Classification, differential diagnosis, and staging of diabetic peripheral neuropathy.

Department of Clinical Neurosciences, Royal Free Hospital School of Medicine, Institute of Neurology, London, U.K.
Diabetes (Impact Factor: 8.47). 10/1997; 46 Suppl 2:S54-7. DOI: 10.2337/diab.46.2.S54
Source: PubMed

ABSTRACT The peripheral nerve disorders associated with diabetes are complex and probably involve a variety of causative mechanisms. This may give rise to difficulty in the classification of individual cases. A broad separation into rapidly reversible or more persistent phenomena is helpful. The former, which can be categorized as "hyperglycemic neuropathy," include minor sensory symptoms, reduced nerve conduction velocity, and resistance to ischemic conduction failure. From analogy with experimental studies in animals, nerve hypoxia is likely to play a significant role in their origin. Of the more persistent phenomena, a distal symmetric polyneuropathy that predominantly affects sensory and autonomic function is the most common manifestation. A distal axonopathy of dying-back type may represent the underlying pathogenetic basis. Other more persistent phenomena consist of focal and multifocal lesions giving rise to cranial, thoraco-abdominal, and limb neuropathies, including proximal lower limb motor neuropathy (diabetic amyotrophy). Some of these may have an ischemic basis. Multifocal proximal lesions can summate to produce an approximately symmetric diffuse distal neuropathy. Focal lesions at sites of entrapment or external compression may reflect an abnormal susceptibility of diabetic nerve to compressive damage. There is also evidence that focal inflammatory, including vasculitic, lesions may be involved in proximal lower limb neuropathies. Finally, superimposed chronic inflammatory demyelinating polyneuropathy may occur. For the evaluation of possible treatment regimens, it is essential that cases should be correctly classified as to type.
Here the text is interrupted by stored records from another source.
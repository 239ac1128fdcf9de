//! Quorum policy for bid decisions.
//!
//! A single rejection is final. Approval needs `min(3, org_size)` approving
//! votes, where `org_size` is the number of responsible members of the
//! voting user's organization at the time of the vote.

use crate::status::{BidDecision, DecisionKind};

/// Upper bound on the number of approvals a bid ever needs.
pub const MAX_QUORUM: i64 = 3;

/// Number of approving votes required for an organization of `org_size`.
///
/// Small organizations need every member; larger ones need [`MAX_QUORUM`].
/// Never below one.
pub fn quorum_threshold(org_size: i64) -> i64 {
    org_size.min(MAX_QUORUM).max(1)
}

/// What a recorded vote does to the bid.
#[derive(Debug, Clone, Copy, PartialEq, Eq)]
pub enum QuorumOutcome {
    /// Not enough approvals yet; the bid stays `Active`.
    Pending { approvals: i64, threshold: i64 },
    /// Quorum reached: bid becomes `Approved` and its tender `Closed`.
    Approve,
    /// Unilateral rejection: bid becomes `Rejected`.
    Reject,
    /// The bid was already terminal; the vote is recorded but changes nothing.
    Inert(BidDecision),
}

impl QuorumOutcome {
    /// The bid decision to persist, if any.
    pub fn transition(self) -> Option<BidDecision> {
        match self {
            QuorumOutcome::Approve => Some(BidDecision::Approved),
            QuorumOutcome::Reject => Some(BidDecision::Rejected),
            QuorumOutcome::Pending { .. } | QuorumOutcome::Inert(_) => None,
        }
    }
}

/// Decide the effect of a vote that has just been recorded.
///
/// `approvals` counts approving votes on the bid including this one.
pub fn evaluate(
    current: BidDecision,
    vote: DecisionKind,
    approvals: i64,
    org_size: i64,
) -> QuorumOutcome {
    if current.is_terminal() {
        return QuorumOutcome::Inert(current);
    }
    match vote {
        DecisionKind::Rejected => QuorumOutcome::Reject,
        DecisionKind::Approved => {
            let threshold = quorum_threshold(org_size);
            if approvals >= threshold {
                QuorumOutcome::Approve
            } else {
                QuorumOutcome::Pending {
                    approvals,
                    threshold,
                }
            }
        }
    }
}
Thus, the features falling into the category of hyperglycemic neuropathy should not contaminate the assessment of distal symmetric polyneuropathy. For this type, a widely accepted scheme for staging devised by P. J. Dyck is available. Other schemes are also available for the assessment of such cases, with differing degrees of complexity. Evaluation by serial nerve biopsies has also been proposed.